# Looking for a good source for an air straightener project? Enough with all this aftermarket CAI air turbulence



## Rub-ISH (Aug 8, 2006)

So I have an OEM K04 setup on my car with All the eurojet bells and whistles, CAI/VALVE Cover/ CATCH CAN / S3 Reroute...etc

I am also running APR tuning which I like very much and would rather not change...The problem is now having run into the surge line with regards to air turbulence, my only APR certified solution is to throw the stock air box back on:thumbdown: which would require all kinds of rerouting and head ache which I just will not do. 
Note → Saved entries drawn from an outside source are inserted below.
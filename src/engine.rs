//! Engine Module
//!
//! The storage engine that coordinates the value log, the index log and the
//! in-memory key directory.
//!
//! ## Responsibilities
//! - Rebuild the key directory from the index log on startup
//! - Order every write: value log → index log → key directory
//! - Serve reads by locator
//! - Own the background compactor

use std::fs;
use std::path::Path;
use std::sync::Arc;

use bytes::Bytes;
use parking_lot::{Mutex, RwLock};
use tracing::info;

use crate::compaction::{self, Compactor, DefragStats};
use crate::config::Config;
use crate::error::{BlockError, Result};
use crate::index::{IndexCompaction, IndexEntry, IndexLog, KeyDir};
use crate::vlog::ValueLog;

/// The main storage engine
///
/// ## Concurrency Model: Single-Writer / Multiple-Reader (SWMR)
///
/// - **Value log appends**: serialized by the value log's active-segment
///   mutex. Only one segment is written at a time.
/// - **Commits** (index log append + key directory update): serialized by
///   the `index_log` mutex, so the journal order is the commit order.
/// - **Reads** (get): read lock on the key directory only, then a pooled
///   segment handle. Reads never wait for value log appends.
///
/// Lock order is always `index_log` → `keydir`.
pub struct StorageEngine {
    core: Arc<EngineCore>,

    /// Background timers (None when both intervals are zero)
    compactor: Option<Compactor>,
}

/// State shared between the engine handle and the compactor thread
pub(crate) struct EngineCore {
    pub(crate) config: Config,

    pub(crate) vlog: ValueLog,

    /// Index log writer; also the commit lock
    index_log: Mutex<IndexLog>,

    /// Current locator of every live key
    keydir: RwLock<KeyDir>,

    /// Keeps on-demand and timer-driven compaction passes from overlapping
    pub(crate) compaction_lock: Mutex<()>,
}

impl StorageEngine {
    /// Open or create an engine with the given config
    ///
    /// On startup:
    /// 1. Create the data directory
    /// 2. Re-open the newest under-sized segment (or create one)
    /// 3. Replay the index log into the key directory
    /// 4. Start the background compactor
    pub fn open(config: Config) -> Result<Self> {
        let core = Arc::new(EngineCore::open(config)?);
        let compactor = Compactor::start(Arc::clone(&core))?;
        Ok(Self { core, compactor })
    }

    /// Open with a path (convenience method)
    ///
    /// Uses default config with the specified data directory
    pub fn open_path(path: &Path) -> Result<Self> {
        Self::open(Config::builder().data_dir(path).build())
    }

    /// Get a value by key
    ///
    /// Deleted and never-written keys are `KeyNotFound`.
    pub fn get(&self, key: impl AsRef<[u8]>) -> Result<Bytes> {
        self.core.get(key.as_ref())
    }

    /// Put a key-value pair
    pub fn set(&self, key: impl AsRef<[u8]>, value: impl AsRef<[u8]>) -> Result<()> {
        self.core.set(key.as_ref(), value.as_ref()).map(|_| ())
    }

    /// Put a key-value pair and return the locator it was written at
    pub fn set_located(&self, key: impl AsRef<[u8]>, value: impl AsRef<[u8]>) -> Result<IndexEntry> {
        self.core.set(key.as_ref(), value.as_ref())
    }

    /// Delete a key (writes a tombstone; value bytes are reclaimed later)
    pub fn delete(&self, key: impl AsRef<[u8]>) -> Result<()> {
        self.core.delete(key.as_ref())
    }

    /// Visit every key recorded in the on-disk index log
    ///
    /// Works on a snapshot of the index log file rather than the live key
    /// directory, so writers are not held up. Each key is visited once, in
    /// key order, with whether it is live (`false` = deleted). Return
    /// `false` from `f` to stop early.
    pub fn range<F>(&self, f: F) -> Result<()>
    where
        F: FnMut(&[u8], bool) -> bool,
    {
        self.core.range(f)
    }

    /// Current locator of a key
    pub fn locate(&self, key: impl AsRef<[u8]>) -> Option<IndexEntry> {
        self.core.locate(key.as_ref())
    }

    /// Read the value a locator points at
    pub fn read_located(&self, entry: &IndexEntry) -> Result<Bytes> {
        self.core.read_located(entry)
    }

    /// Rewrite `value` for `key` only if the key still points at `expected`
    ///
    /// Returns `false` (and commits nothing) when the key was overwritten or
    /// deleted since `expected` was observed.
    pub fn relocate(
        &self,
        key: impl AsRef<[u8]>,
        value: impl AsRef<[u8]>,
        expected: &IndexEntry,
    ) -> Result<bool> {
        self.core.relocate(key.as_ref(), value.as_ref(), expected)
    }

    /// Run one index log compaction now
    pub fn compact_index(&self) -> Result<IndexCompaction> {
        self.core.compact_index()
    }

    /// Run one defragmentation sweep now
    pub fn defragment(&self) -> Result<DefragStats> {
        compaction::defragment(&self.core)
    }

    /// Flush both logs to disk
    pub fn sync(&self) -> Result<()> {
        self.core.sync()
    }

    /// Close the engine gracefully
    ///
    /// Stops background compaction and syncs both logs
    pub fn close(mut self) -> Result<()> {
        if let Some(mut compactor) = self.compactor.take() {
            compactor.shutdown();
        }
        self.core.sync()
    }

    // =========================================================================
    // Accessors (for testing and debugging)
    // =========================================================================

    /// Number of live keys
    pub fn len(&self) -> usize {
        self.core.keydir.read().len()
    }

    pub fn is_empty(&self) -> bool {
        self.len() == 0
    }

    /// Get the data directory path
    pub fn data_dir(&self) -> &Path {
        &self.core.config.data_dir
    }

    /// Name of the segment receiving appends
    pub fn active_segment(&self) -> String {
        self.core.vlog.active_segment()
    }

    /// Number of segment files on disk
    pub fn segment_count(&self) -> Result<usize> {
        Ok(self.core.vlog.segments()?.len())
    }

    /// Bytes of complete records in the index log
    pub fn index_log_size(&self) -> u64 {
        self.core.index_log.lock().size()
    }

    /// Get the configuration
    pub fn config(&self) -> &Config {
        &self.core.config
    }
}

impl Drop for StorageEngine {
    fn drop(&mut self) {
        if let Some(mut compactor) = self.compactor.take() {
            compactor.shutdown();
        }
    }
}

impl EngineCore {
    fn open(config: Config) -> Result<Self> {
        config.validate()?;
        fs::create_dir_all(&config.data_dir)?;

        let vlog = ValueLog::open(&config.data_dir, config.max_segment_size, config.sync_policy)?;

        let mut index_log = IndexLog::open(&config.data_dir, config.sync_policy)?;
        let (keydir, stats) = index_log.replay()?;

        info!(
            data_dir = %config.data_dir.display(),
            active_segment = %vlog.active_segment(),
            entries = stats.entries,
            tombstones = stats.tombstones,
            live_keys = stats.live_keys,
            truncated_bytes = stats.truncated_bytes,
            "Engine opened"
        );

        Ok(Self {
            config,
            vlog,
            index_log: Mutex::new(index_log),
            keydir: RwLock::new(keydir),
            compaction_lock: Mutex::new(()),
        })
    }

    pub(crate) fn get(&self, key: &[u8]) -> Result<Bytes> {
        let entry = self.locate(key).ok_or(BlockError::KeyNotFound)?;

        match self.read_located(&entry) {
            // Defragmentation may have moved the key and removed the segment
            // between the lookup and the read: resolve once more.
            Err(e) if e.is_missing_file() => match self.locate(key) {
                Some(moved) if !moved.is_same(&entry) => self.read_located(&moved),
                Some(_) => Err(e),
                None => Err(BlockError::KeyNotFound),
            },
            other => other,
        }
    }

    /// Value log append, then commit
    pub(crate) fn set(&self, key: &[u8], value: &[u8]) -> Result<IndexEntry> {
        let entry = self.vlog.append(key, value)?;
        self.commit(key, &entry)?;
        Ok(entry)
    }

    pub(crate) fn delete(&self, key: &[u8]) -> Result<()> {
        self.commit(key, &IndexEntry::tombstone())
    }

    /// Index log append, then key directory update, under the commit lock.
    /// The key directory is untouched if the append fails.
    fn commit(&self, key: &[u8], entry: &IndexEntry) -> Result<()> {
        let mut index_log = self.index_log.lock();
        index_log.append(key, entry)?;

        let mut keydir = self.keydir.write();
        if entry.is_tombstone() {
            keydir.remove(key);
        } else {
            keydir.insert(key.to_vec(), entry.clone());
        }
        Ok(())
    }

    pub(crate) fn relocate(&self, key: &[u8], value: &[u8], expected: &IndexEntry) -> Result<bool> {
        let entry = self.vlog.append(key, value)?;

        // Checked under the commit lock: no write can land between the check
        // and the commit. A lost race leaves `entry` as an orphan record.
        let mut index_log = self.index_log.lock();
        let still_current = self
            .keydir
            .read()
            .get(key)
            .map_or(false, |current| current.is_same(expected));
        if !still_current {
            return Ok(false);
        }

        index_log.append(key, &entry)?;
        self.keydir.write().insert(key.to_vec(), entry);
        Ok(true)
    }

    pub(crate) fn locate(&self, key: &[u8]) -> Option<IndexEntry> {
        self.keydir.read().get(key).cloned()
    }

    pub(crate) fn read_located(&self, entry: &IndexEntry) -> Result<Bytes> {
        if entry.is_tombstone() {
            return Err(BlockError::KeyNotFound);
        }
        let record = self.vlog.read_entry(entry)?;
        Ok(Bytes::from(record.value))
    }

    pub(crate) fn range<F>(&self, mut f: F) -> Result<()>
    where
        F: FnMut(&[u8], bool) -> bool,
    {
        let (file, len) = self.index_log.lock().snapshot()?;
        for (key, live) in IndexLog::key_states(file, len)? {
            if !f(&key, live) {
                break;
            }
        }
        Ok(())
    }

    pub(crate) fn compact_index(&self) -> Result<IndexCompaction> {
        let _guard = self.compaction_lock.lock();
        IndexLog::compact(&self.index_log)
    }

    pub(crate) fn sync(&self) -> Result<()> {
        self.vlog.sync()?;
        self.index_log.lock().sync()
    }
}
//! # BlockKV
//!
//! An embedded, log-structured key-value store with:
//! - An append-only value log split into rotating segments
//! - A separate durable key directory (the index log)
//! - In-memory index reconstruction on startup
//! - Background compaction of both logs
//! - Single-writer/multi-reader concurrency model
//!
//! ## Architecture Overview
//!
//! ```text
//!              set / delete                      get
//!                   │                             │
//! ┌─────────────────▼─────────────────┐   ┌───────▼───────┐
//! │             Value Log             │   │   Key Dir     │
//! │  (active segment, append + rotate)│   │   (RwLock)    │
//! └─────────────────┬─────────────────┘   └───────┬───────┘
//!                   │ locator                     │ locator
//! ┌─────────────────▼─────────────────┐           │
//! │             Index Log             │           ▼
//! │  (journal of key → locator)       │   Value Log read_at
//! └─────────────────┬─────────────────┘
//!                   ▼
//!               Key Dir update
//!
//! Compactor thread: defragments sealed segments through the write path
//!                   and rewrites the index log down to live keys.
//! ```

// =============================================================================
// Module Declarations
// =============================================================================

pub mod error;
pub mod config;

pub mod record;
pub mod index;
pub mod vlog;
pub mod engine;
pub mod compaction;
pub mod cache;

// =============================================================================
// Public API Re-exports
// =============================================================================

pub use error::{BlockError, Result};
pub use config::{Config, SyncPolicy};
pub use engine::StorageEngine;
pub use index::IndexEntry;
pub use cache::BoundedCache;

// =============================================================================
// Version Info
// =============================================================================

/// Current version of BlockKV
pub const VERSION: &str = env!("CARGO_PKG_VERSION");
I love my Eurojet Valve cover and its too pretty to put the OEM one back. So I started digging around for an air straightener solution. 

This is what I found 








http://www.treadstoneperformance.co...yComb+MAF+Mass+Air+Meter+Airflow+Straightener 

This is well and good but, the smallest size I can readily source is for a 3inch MAF and wouldn't you know it the Eurojet maf section is roughly 2.75inches 

So my question is does anyone know of a place to source this honeycomb material in custom diameters ?

I figure finding some kind of air straightener solution could help out lots of K04 owners while making each and every CAI setup a bit more viable for any tuner.

Just a thought and would love some feed back


----------



## blackvento36 (Mar 17, 2003)

You can get the ATP intake and put that stuff in the 3" pipe right before the MAF housing since it's removable. I'm not sure what you mean by "surge line" but if you mean the line dumping into the intake from the DV recirc I'm not sure what good this will do you since the recirc goes after the MAF anyway.


----------



## Rub-ISH (Aug 8, 2006)

No I mean that at peak boost I am seeing a surge which causes boost to flutter through a decent part of the power band. 

I am told its caused by air turbulence and the maf being unable to take precise enough reading due to the turbulence. It doesnt throw a cel but it does rob a bit of performance


----------



## blackvento36 (Mar 17, 2003)

Well, whatta ya think about running the ATP intake like I said?


----------



## ViRtUaLheretic (Aug 17, 2008)

Yo ucould buy the 3" section and slowly trim the bits untill it fits into the intake?


----------



## Rub-ISH (Aug 8, 2006)

blackvento36 said:


> Well, whatta ya think about running the ATP intake like I said?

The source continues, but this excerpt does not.